** Aim of the exercise **
From the line with "pub const KDF_ITERATIONS: u32 = 600_000;" through the line with "pub fn derive_key(password: &[u8], salt: &[u8])", repeat the entries verbatim, both end lines included, and add nothing.

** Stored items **
*** Begin section ***
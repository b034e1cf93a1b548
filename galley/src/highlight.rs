// Copyright 2026 the Galley Authors
// SPDX-License-Identifier: Apache-2.0 OR MIT

//! The highlight set the renderer draws each frame.
//!
//! Highlights are flat data: a hard line index, a byte range within that
//! line, and a kind that fixes the z-order. Underlay kinds (negative z)
//! paint behind the text, overlay kinds (positive z) in front of it.

use core::ops::Range;

/// What a highlight represents.
#[derive(Clone, Copy, Debug, PartialEq, Eq)]
pub enum HighlightKind {
    /// Selected text. `focused` dims the selection when the owning widget
    /// does not have keyboard focus.
    Selection {
        /// Whether the owning widget has keyboard focus.
        focused: bool,
    },
    /// A search match. `focused` marks the match the cursor sits in.
    SearchMatch {
        /// Whether this is the match the selection currently covers.
        focused: bool,
    },
    /// The in-progress IME composition underline.
    Composition,
    /// The caret cell.
    Cursor,
}

impl HighlightKind {
    /// The paint order of this kind. Negative values underlay the text,
    /// positive values overlay it.
    #[must_use]
    pub fn z_order(self) -> i32 {
        match self {
            Self::Selection { .. } => -10,
            Self::SearchMatch { .. } => -9,
            Self::Composition => 10,
            Self::Cursor => 11,
        }
    }
}

/// One highlight on one hard line.
#[derive(Clone, Debug, PartialEq, Eq)]
pub struct LineHighlight {
    /// The hard line the highlight sits on.
    pub line: usize,
    /// The byte range covered within the line. An empty range at offset 0
    /// marks a zero-width highlight on an empty line.
    pub range: Range<usize>,
    /// What the highlight represents.
    pub kind: HighlightKind,
}

impl LineHighlight {
    /// The paint order, from [`HighlightKind::z_order`].
    #[must_use]
    pub fn z_order(&self) -> i32 {
        self.kind.z_order()
    }
}
//! `lak init` — create a new vault, optionally seeded from a plain dataset.

use std::fs;
use std::path::Path;

use crate::cli::output;
use crate::cli::{prompt_new_password, settings, vault_path, Cli};
use crate::errors::{LakError, Result};
use crate::vault::{save_vault, VaultStore};

/// Execute the `init` command.
pub fn execute(cli: &Cli, from: Option<&Path>) -> Result<()> {
    let settings = settings()?;
    let path = vault_path(cli, &settings)?;

    // 1. Never overwrite an existing vault.
    if path.exists() {
        output::tip("Use `lak add` to add entries to the existing vault.");
        return Err(LakError::VaultAlreadyExists(path));
    }

    // 2. Build the dataset before asking for a password, so a bad seed
    //    file fails fast.
    let store = match from {
        Some(source) => VaultStore::from_external_file(source)?,
        None => VaultStore::new()?,
    };

    // 3. Create the parent directory if needed.
    if let Some(parent) = path.parent() {
        if !parent.as_os_str().is_empty() && !parent.exists() {
            fs::create_dir_all(parent)?;
            output::info(&format!("Created directory: {}", parent.display()));
        }
    }

    // 4. Prompt for a new password (with confirmation) and write the file.
    let password = prompt_new_password()?;
    save_vault(&path, password.as_bytes(), &store)?;

    match from {
        Some(source) => output::success(&format!(
            "Vault created at {} with {} entries from {}",
            path.display(),
            store.entry_count()?,
            source.display()
        )),
        None => output::success(&format!("Vault created at {}", path.display())),
    }

    output::tip("Run `lak add <NAME>` to add an entry.");
    output::tip("Run `lak list` to see all entries.");

    Ok(())
}
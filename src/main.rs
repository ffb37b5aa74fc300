use clap::Parser;
use lockandkey::cli::commands::{self, add::AddArgs, edit::EditArgs};
use lockandkey::cli::{output, Cli, Commands};
use tracing_subscriber::EnvFilter;

/// Log filter variable; falls back to `log_level` from lak.toml.
const LOG_ENV: &str = "LAK_LOG";

fn init_logging() {
    let fallback = lockandkey::cli::settings()
        .map(|s| s.log_level)
        .unwrap_or_else(|_| "warn".to_string());
    let filter = EnvFilter::try_from_env(LOG_ENV)
        .or_else(|_| EnvFilter::try_new(&fallback))
        .unwrap_or_else(|_| EnvFilter::new("warn"));

    tracing_subscriber::fmt()
        .with_env_filter(filter)
        .with_writer(std::io::stderr)
        .with_target(false)
        .init();
}

fn main() {
    let cli = Cli::parse();
    init_logging();

    let result = match cli.command {
        Commands::Init { ref from } => commands::init::execute(&cli, from.as_deref()),
        Commands::Add {
            ref name,
            ref login,
            ref website,
            group,
            ref secret,
            generate,
        } => commands::add::execute(
            &cli,
            &AddArgs {
                name: name.as_str(),
                login: login.as_deref(),
                website: website.as_deref(),
                group,
                secret: secret.as_deref(),
                generate,
            },
        ),
        Commands::Edit {
            id,
            ref name,
            ref secret,
            generate,
            ref login,
            ref website,
            group,
            no_group,
        } => commands::edit::execute(
            &cli,
            id,
            &EditArgs {
                name: name.as_deref(),
                secret: secret.as_deref(),
                generate,
                login: login.as_deref(),
                website: website.as_deref(),
                group,
                no_group,
            },
        ),
        Commands::Show { id, reveal } => commands::show::execute(&cli, id, reveal),
        Commands::List {
            ref filter,
            group,
            json,
            reveal,
        } => commands::list::execute(&cli, filter.as_deref(), group, json, reveal),
        Commands::Delete { id, force } => commands::delete::execute(&cli, id, force),
        Commands::Group { ref action } => commands::group::execute(&cli, action),
        Commands::Export { ref file } => commands::export::execute(&cli, file),
        Commands::Import { ref file } => commands::import_cmd::execute(&cli, file),
        Commands::Generate { length, charset } => {
            commands::generate::execute(length, charset)
        }
    };

    if let Err(e) = result {
        tracing::debug!(error = ?e, "command failed");
        output::error(&e.to_string());
        std::process::exit(1);
    }
}
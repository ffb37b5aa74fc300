//! Password-based key derivation using PBKDF2-HMAC-SHA256.
//!
//! The iteration count is not stored in the vault file, so it is a fixed
//! constant shared by encryption and decryption.  Changing it makes every
//! existing vault unreadable.

use pbkdf2::pbkdf2_hmac;
use rand::RngCore;
use sha2::Sha256;
use zeroize::Zeroizing;

use crate::errors::{LakError, Result};

/// Length of the salt in bytes (128 bits).
pub const SALT_LEN: usize = 16;

/// Length of the derived key in bytes (256 bits, for AES-256).
pub const KEY_LEN: usize = 32;

/// PBKDF2 round count used for every vault.
pub const KDF_ITERATIONS: u32 = 600_000;

/// Derive a 32-byte key from a password and salt.
///
/// The same password + salt always produce the same key.  The key is
/// returned in a `Zeroizing` buffer so it is wiped when dropped.
pub fn derive_key(password: &[u8], salt: &[u8]) -> Result<Zeroizing<[u8; KEY_LEN]>> {
    if salt.len() != SALT_LEN {
        return Err(LakError::KeyDerivationFailed(format!(
            "salt must be {SALT_LEN} bytes, got {}",
            salt.len()
        )));
    }

    let mut key = Zeroizing::new([0u8; KEY_LEN]);
    pbkdf2_hmac::<Sha256>(password, salt, KDF_ITERATIONS, &mut *key);
    Ok(key)
}

/// Generate a cryptographically random 16-byte salt.
pub fn generate_salt() -> [u8; SALT_LEN] {
    let mut salt = [0u8; SALT_LEN];
    rand::rng().fill_bytes(&mut salt);
    salt
}

#[cfg(test)]
mod tests {
    use super::*;

    #[test]
    fn derive_key_is_deterministic() {
        let salt = [7u8; SALT_LEN];
        let k1 = derive_key(b"hunter2", &salt).unwrap();
        let k2 = derive_key(b"hunter2", &salt).unwrap();
        assert_eq!(*k1, *k2);
    }

    #[test]
    fn derive_key_depends_on_salt() {
        let k1 = derive_key(b"hunter2", &[1u8; SALT_LEN]).unwrap();
        let k2 = derive_key(b"hunter2", &[2u8; SALT_LEN]).unwrap();
        assert_ne!(*k1, *k2);
    }

    #[test]
    fn derive_key_rejects_short_salt() {
        assert!(derive_key(b"pw", &[0u8; 8]).is_err());
    }

    #[test]
    fn salts_are_random() {
        assert_ne!(generate_salt(), generate_salt());
    }
}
*** End section ***
** Written response **
pub const KDF_ITERATIONS: u32 = 600_000;

/// Derive a 32-byte key from a password and salt.
///
/// The same password + salt always produce the same key.  The key is
/// returned in a `Zeroizing` buffer so it is wiped when dropped.
pub fn derive_key(password: &[u8], salt: &[u8]) -> Result<Zeroizing<[u8; KEY_LEN]>> {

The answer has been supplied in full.